Stored dataset items
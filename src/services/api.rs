use tokio::sync::mpsc;

use crate::api::{ApiClient, CatFact, GenderGuess, Message};
use crate::logic::errors::FetchError;
use crate::utils::log_debug;

/// One outbound GET, constructed at trigger time
#[derive(Debug, Clone, PartialEq, Eq)]
pub enum ApiRequest {
    /// Random cat fact for the feed
    FetchFact { seq: u64 },

    /// Gender inference for an already-validated name
    Genderize { seq: u64, name: String },

    /// Full message list for the board
    ListMessages { seq: u64 },
}

impl ApiRequest {
    pub fn seq(&self) -> u64 {
        match self {
            ApiRequest::FetchFact { seq }
            | ApiRequest::Genderize { seq, .. }
            | ApiRequest::ListMessages { seq } => *seq,
        }
    }
}

/// Outcome of one request, delivered back to the UI loop
#[derive(Debug, Clone)]
pub enum ApiResponse {
    FactResult {
        seq: u64,
        fact: Result<CatFact, FetchError>,
    },

    GenderResult {
        seq: u64,
        name: String,
        guess: Result<GenderGuess, FetchError>,
    },

    MessagesResult {
        seq: u64,
        messages: Result<Vec<Message>, FetchError>,
    },
}

impl ApiResponse {
    pub fn seq(&self) -> u64 {
        match self {
            ApiResponse::FactResult { seq, .. }
            | ApiResponse::GenderResult { seq, .. }
            | ApiResponse::MessagesResult { seq, .. } => *seq,
        }
    }

    pub fn error(&self) -> Option<&FetchError> {
        match self {
            ApiResponse::FactResult { fact, .. } => fact.as_ref().err(),
            ApiResponse::GenderResult { guess, .. } => guess.as_ref().err(),
            ApiResponse::MessagesResult { messages, .. } => messages.as_ref().err(),
        }
    }
}

/// API service worker
///
/// Every request gets its own task: nothing is queued behind a slow
/// response, nothing is de-duplicated, and responses come back in arrival
/// order.
pub struct ApiService {
    client: ApiClient,
    response_tx: mpsc::UnboundedSender<ApiResponse>,
}

impl ApiService {
    pub fn new(client: ApiClient, response_tx: mpsc::UnboundedSender<ApiResponse>) -> Self {
        Self {
            client,
            response_tx,
        }
    }

    /// Start one request in the background
    pub fn dispatch(&self, request: ApiRequest) {
        let client = self.client.clone();
        let response_tx = self.response_tx.clone();

        tokio::spawn(async move {
            let response = execute_request(&client, request).await;
            // The receiver only goes away on shutdown
            let _ = response_tx.send(response);
        });
    }
}

/// Execute an API request and return the response
pub async fn execute_request(client: &ApiClient, request: ApiRequest) -> ApiResponse {
    log_debug(&format!("DEBUG [API Service]: START {:?}", request));

    let response = match request {
        ApiRequest::FetchFact { seq } => ApiResponse::FactResult {
            seq,
            fact: client.fetch_fact().await,
        },

        ApiRequest::Genderize { seq, name } => {
            let guess = client.genderize(&name).await;
            ApiResponse::GenderResult { seq, name, guess }
        }

        ApiRequest::ListMessages { seq } => ApiResponse::MessagesResult {
            seq,
            messages: client.list_messages().await,
        },
    };

    match response.error() {
        Some(e) => log_debug(&format!(
            "DEBUG [API Service]: END seq={} error={}",
            response.seq(),
            e
        )),
        None => log_debug(&format!("DEBUG [API Service]: END seq={} ok", response.seq())),
    }

    response
}

/// Spawn the API service worker
pub fn spawn_api_service(
    client: ApiClient,
) -> (
    mpsc::UnboundedSender<ApiRequest>,
    mpsc::UnboundedReceiver<ApiResponse>,
) {
    let (request_tx, mut request_rx) = mpsc::unbounded_channel::<ApiRequest>();
    let (response_tx, response_rx) = mpsc::unbounded_channel::<ApiResponse>();

    tokio::spawn(async move {
        let service = ApiService::new(client, response_tx);
        while let Some(request) = request_rx.recv().await {
            service.dispatch(request);
        }
        log_debug("DEBUG [API Service]: request channel closed, worker exiting");
    });

    (request_tx, response_rx)
}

◆ What you are asked to do
Look through the entries and copy every line in which the string "enum" appears.

◆ Answer space
pub enum ApiRequest {
pub enum ApiResponse {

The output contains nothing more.